# [Problem details]
On how many lines of these entries does the word "already" occur? State the number alone.

Extracted data entries
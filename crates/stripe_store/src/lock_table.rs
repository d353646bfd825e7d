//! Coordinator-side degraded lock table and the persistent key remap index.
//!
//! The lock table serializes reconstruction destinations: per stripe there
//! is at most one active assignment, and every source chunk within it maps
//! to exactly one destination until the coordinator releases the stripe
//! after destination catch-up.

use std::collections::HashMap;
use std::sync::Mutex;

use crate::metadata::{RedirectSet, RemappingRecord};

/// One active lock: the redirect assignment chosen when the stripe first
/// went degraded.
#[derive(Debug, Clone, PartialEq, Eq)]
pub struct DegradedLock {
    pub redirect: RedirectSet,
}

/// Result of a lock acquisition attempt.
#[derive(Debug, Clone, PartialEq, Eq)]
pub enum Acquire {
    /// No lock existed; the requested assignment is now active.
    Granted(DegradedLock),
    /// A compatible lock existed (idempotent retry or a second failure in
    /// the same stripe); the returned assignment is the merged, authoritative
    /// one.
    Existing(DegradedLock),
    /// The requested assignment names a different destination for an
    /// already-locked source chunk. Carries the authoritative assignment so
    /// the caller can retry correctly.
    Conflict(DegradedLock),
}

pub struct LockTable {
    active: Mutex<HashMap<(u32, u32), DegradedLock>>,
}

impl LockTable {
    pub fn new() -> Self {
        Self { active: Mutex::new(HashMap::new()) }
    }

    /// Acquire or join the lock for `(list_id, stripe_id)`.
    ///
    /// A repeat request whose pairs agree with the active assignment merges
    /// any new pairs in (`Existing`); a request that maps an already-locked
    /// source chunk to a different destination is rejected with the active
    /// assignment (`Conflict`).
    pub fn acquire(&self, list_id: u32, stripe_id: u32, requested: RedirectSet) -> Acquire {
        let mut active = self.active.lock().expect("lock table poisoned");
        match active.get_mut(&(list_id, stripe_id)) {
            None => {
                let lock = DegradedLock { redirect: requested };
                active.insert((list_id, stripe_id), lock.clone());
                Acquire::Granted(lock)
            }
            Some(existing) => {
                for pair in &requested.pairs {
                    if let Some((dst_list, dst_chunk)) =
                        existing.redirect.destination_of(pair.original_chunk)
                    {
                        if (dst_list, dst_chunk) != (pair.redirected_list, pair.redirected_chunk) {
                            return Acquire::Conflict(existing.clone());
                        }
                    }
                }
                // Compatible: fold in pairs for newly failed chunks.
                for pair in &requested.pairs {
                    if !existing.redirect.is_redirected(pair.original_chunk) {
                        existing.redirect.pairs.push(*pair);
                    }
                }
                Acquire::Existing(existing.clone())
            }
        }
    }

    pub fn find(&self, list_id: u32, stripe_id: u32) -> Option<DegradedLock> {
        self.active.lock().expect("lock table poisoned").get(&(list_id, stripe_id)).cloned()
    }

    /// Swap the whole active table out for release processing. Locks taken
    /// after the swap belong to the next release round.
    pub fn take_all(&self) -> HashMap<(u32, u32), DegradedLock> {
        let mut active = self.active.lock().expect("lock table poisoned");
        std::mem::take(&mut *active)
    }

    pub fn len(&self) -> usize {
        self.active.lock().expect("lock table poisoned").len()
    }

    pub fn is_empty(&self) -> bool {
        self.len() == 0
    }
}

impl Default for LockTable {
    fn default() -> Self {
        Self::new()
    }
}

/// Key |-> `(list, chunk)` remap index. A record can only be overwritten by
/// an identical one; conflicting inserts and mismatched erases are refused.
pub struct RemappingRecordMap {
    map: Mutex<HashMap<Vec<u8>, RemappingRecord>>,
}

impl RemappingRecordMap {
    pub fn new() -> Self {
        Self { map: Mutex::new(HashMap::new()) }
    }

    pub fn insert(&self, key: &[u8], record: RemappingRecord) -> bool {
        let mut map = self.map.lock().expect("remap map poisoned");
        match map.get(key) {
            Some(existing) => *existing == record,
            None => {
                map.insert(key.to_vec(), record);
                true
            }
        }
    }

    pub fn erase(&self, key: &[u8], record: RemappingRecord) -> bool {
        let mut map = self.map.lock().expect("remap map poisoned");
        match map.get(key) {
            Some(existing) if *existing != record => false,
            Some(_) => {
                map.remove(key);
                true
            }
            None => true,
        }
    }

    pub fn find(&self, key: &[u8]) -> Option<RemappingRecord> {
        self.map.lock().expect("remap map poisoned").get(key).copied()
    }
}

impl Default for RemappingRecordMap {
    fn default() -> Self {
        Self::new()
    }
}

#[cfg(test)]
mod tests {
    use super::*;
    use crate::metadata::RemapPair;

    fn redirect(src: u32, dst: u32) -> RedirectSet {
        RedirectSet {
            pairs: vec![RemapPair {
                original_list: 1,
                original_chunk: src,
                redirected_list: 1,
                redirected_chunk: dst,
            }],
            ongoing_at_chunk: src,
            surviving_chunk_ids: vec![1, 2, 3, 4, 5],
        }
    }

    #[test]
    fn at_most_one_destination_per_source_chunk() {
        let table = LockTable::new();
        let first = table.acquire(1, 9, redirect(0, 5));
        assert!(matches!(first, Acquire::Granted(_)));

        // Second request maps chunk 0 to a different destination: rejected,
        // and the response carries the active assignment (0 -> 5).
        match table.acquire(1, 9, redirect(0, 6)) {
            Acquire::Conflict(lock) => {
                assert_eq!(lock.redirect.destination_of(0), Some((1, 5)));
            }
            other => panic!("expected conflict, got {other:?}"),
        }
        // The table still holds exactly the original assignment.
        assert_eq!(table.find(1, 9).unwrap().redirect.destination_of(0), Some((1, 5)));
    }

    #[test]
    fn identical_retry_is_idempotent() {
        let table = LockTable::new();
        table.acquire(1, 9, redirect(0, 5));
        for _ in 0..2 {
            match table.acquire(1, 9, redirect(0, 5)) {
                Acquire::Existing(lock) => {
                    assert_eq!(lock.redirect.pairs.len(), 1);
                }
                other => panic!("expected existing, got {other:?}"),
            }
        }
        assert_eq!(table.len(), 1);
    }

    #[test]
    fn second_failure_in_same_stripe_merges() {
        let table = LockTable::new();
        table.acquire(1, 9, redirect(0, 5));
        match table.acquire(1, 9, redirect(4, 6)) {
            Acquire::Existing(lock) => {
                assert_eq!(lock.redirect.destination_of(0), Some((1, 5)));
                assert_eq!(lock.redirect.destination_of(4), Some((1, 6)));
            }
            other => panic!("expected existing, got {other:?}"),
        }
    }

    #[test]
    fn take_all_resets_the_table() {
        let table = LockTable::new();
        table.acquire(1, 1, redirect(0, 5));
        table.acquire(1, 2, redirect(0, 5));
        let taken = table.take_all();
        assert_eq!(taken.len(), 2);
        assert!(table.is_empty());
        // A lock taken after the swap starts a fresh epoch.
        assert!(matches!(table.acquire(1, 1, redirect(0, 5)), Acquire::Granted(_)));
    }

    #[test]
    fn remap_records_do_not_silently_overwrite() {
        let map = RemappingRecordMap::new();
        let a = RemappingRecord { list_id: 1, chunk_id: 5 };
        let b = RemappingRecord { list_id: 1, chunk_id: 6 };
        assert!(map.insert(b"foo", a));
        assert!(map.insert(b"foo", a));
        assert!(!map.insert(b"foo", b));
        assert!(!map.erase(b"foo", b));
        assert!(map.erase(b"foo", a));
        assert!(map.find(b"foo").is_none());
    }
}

---

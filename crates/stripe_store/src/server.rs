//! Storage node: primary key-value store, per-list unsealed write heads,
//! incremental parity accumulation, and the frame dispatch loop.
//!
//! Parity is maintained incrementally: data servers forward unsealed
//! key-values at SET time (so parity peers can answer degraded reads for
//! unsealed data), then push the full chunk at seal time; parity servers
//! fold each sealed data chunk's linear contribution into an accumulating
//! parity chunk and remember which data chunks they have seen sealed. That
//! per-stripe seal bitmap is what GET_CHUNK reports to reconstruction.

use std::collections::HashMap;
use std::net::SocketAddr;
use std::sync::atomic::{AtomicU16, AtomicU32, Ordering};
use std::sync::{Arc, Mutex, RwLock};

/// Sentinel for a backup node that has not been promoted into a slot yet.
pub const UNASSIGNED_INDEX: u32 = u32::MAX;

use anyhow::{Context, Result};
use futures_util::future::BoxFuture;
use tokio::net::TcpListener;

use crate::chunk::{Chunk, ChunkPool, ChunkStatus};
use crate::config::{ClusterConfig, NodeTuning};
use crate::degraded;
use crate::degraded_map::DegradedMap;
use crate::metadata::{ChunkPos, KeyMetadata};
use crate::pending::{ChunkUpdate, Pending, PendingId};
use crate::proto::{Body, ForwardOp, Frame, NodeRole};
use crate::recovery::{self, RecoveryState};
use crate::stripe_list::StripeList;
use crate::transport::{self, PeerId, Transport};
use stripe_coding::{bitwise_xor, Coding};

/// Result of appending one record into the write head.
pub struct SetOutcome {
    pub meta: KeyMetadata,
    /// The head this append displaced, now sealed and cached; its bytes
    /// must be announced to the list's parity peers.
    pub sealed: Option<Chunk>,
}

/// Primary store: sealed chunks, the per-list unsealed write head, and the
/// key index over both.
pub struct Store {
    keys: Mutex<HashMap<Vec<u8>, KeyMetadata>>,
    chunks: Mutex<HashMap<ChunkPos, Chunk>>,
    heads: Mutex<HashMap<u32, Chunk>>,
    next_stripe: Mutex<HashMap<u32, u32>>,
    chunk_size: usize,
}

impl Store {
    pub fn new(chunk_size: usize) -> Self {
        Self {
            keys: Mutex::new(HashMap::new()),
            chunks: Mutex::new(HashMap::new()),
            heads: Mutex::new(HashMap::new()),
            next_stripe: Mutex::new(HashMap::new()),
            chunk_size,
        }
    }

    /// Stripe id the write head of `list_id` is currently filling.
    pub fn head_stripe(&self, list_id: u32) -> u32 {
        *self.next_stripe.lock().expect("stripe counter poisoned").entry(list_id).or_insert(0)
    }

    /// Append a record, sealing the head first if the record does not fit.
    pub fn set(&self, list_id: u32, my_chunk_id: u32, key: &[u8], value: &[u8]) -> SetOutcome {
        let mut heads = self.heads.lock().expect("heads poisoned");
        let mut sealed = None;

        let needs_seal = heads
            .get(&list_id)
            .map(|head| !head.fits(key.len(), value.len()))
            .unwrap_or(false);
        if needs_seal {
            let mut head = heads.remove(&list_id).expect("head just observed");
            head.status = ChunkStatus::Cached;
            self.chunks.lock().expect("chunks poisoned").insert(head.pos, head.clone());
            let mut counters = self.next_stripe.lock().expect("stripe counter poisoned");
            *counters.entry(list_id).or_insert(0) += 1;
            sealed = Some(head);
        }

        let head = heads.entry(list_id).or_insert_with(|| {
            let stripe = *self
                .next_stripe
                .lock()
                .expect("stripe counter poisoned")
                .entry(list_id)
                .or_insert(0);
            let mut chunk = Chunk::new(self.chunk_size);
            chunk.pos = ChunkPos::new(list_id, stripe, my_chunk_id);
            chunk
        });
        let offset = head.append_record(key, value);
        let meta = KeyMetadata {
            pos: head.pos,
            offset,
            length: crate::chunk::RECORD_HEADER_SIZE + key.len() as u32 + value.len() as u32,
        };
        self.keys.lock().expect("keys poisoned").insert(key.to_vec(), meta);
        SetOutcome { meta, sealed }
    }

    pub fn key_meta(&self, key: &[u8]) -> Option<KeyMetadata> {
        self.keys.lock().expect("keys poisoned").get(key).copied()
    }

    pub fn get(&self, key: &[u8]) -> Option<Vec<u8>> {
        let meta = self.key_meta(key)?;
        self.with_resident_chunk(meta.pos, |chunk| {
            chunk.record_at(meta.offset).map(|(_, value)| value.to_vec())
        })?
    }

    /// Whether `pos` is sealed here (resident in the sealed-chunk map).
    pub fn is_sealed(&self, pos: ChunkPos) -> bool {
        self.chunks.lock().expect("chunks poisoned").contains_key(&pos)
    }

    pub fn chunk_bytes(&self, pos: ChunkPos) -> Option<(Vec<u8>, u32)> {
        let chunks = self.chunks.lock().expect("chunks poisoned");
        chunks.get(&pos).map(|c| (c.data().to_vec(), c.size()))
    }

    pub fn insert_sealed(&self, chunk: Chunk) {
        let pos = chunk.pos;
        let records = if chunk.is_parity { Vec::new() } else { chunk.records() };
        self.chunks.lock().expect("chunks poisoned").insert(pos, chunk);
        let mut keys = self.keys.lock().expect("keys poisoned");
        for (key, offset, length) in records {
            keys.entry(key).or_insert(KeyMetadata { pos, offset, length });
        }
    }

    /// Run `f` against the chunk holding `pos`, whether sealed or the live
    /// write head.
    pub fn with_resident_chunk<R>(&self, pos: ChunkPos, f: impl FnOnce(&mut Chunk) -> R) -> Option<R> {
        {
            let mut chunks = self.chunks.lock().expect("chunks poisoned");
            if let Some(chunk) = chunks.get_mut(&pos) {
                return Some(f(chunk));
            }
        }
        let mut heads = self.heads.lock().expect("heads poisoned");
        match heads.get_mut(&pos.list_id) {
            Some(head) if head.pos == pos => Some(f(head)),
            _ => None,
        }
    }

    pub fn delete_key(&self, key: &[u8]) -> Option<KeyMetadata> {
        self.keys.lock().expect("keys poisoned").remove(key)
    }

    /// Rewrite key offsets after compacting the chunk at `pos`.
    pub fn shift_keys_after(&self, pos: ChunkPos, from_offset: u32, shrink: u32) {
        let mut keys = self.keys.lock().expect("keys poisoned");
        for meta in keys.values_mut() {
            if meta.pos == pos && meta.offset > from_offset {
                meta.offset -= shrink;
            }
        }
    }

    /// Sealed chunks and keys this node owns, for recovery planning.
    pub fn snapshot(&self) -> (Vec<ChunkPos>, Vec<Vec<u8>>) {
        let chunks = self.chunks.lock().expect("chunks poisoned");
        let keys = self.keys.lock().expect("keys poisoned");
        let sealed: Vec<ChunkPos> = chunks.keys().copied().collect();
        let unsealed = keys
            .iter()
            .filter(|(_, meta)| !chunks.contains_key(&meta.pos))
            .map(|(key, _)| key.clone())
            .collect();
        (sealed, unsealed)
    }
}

---

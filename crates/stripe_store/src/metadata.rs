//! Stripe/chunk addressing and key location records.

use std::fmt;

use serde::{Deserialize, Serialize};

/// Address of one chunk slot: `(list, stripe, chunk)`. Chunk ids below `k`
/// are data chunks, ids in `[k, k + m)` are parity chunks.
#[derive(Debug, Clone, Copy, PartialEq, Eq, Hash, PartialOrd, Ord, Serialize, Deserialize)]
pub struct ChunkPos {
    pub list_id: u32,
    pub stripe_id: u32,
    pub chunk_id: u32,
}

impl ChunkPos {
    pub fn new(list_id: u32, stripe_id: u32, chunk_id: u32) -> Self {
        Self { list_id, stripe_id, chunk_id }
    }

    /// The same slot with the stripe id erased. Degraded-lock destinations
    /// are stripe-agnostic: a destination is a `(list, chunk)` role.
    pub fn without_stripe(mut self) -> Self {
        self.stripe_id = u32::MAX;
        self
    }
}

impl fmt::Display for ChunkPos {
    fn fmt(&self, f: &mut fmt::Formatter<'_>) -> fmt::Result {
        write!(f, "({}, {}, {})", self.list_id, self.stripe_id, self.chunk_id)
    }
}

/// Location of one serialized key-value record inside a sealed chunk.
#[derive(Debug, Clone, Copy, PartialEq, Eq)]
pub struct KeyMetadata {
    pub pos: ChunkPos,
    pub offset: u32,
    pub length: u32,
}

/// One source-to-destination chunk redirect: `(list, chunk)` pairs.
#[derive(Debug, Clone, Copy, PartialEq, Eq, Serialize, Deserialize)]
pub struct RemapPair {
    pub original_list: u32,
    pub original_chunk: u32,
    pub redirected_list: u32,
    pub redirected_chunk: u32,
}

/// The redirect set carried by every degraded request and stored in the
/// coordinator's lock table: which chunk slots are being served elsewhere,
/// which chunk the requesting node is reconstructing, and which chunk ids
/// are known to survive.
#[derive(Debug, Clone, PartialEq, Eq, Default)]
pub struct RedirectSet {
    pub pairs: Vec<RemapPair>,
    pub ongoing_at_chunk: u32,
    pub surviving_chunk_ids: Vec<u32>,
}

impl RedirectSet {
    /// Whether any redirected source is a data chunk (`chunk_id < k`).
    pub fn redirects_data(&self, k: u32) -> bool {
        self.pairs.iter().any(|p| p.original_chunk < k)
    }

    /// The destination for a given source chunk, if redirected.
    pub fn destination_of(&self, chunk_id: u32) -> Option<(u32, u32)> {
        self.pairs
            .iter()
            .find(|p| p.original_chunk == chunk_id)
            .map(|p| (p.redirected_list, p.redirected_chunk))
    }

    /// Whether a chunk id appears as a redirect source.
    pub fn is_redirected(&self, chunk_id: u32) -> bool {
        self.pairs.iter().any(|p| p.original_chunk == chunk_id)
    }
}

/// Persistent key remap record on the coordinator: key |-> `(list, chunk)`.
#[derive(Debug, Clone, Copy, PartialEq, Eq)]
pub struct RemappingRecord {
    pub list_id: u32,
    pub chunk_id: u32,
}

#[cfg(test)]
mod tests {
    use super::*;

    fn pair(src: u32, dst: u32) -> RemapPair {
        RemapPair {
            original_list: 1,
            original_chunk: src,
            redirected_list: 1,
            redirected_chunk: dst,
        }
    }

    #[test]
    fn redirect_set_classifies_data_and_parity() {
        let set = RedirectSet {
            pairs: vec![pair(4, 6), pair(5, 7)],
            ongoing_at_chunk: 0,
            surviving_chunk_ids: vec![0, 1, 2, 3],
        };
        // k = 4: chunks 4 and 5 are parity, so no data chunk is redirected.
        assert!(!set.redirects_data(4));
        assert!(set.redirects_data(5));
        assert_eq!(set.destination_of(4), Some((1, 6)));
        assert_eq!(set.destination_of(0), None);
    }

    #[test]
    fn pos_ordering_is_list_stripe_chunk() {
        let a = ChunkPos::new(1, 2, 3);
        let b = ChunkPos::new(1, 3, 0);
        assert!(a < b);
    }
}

# [Task output]
2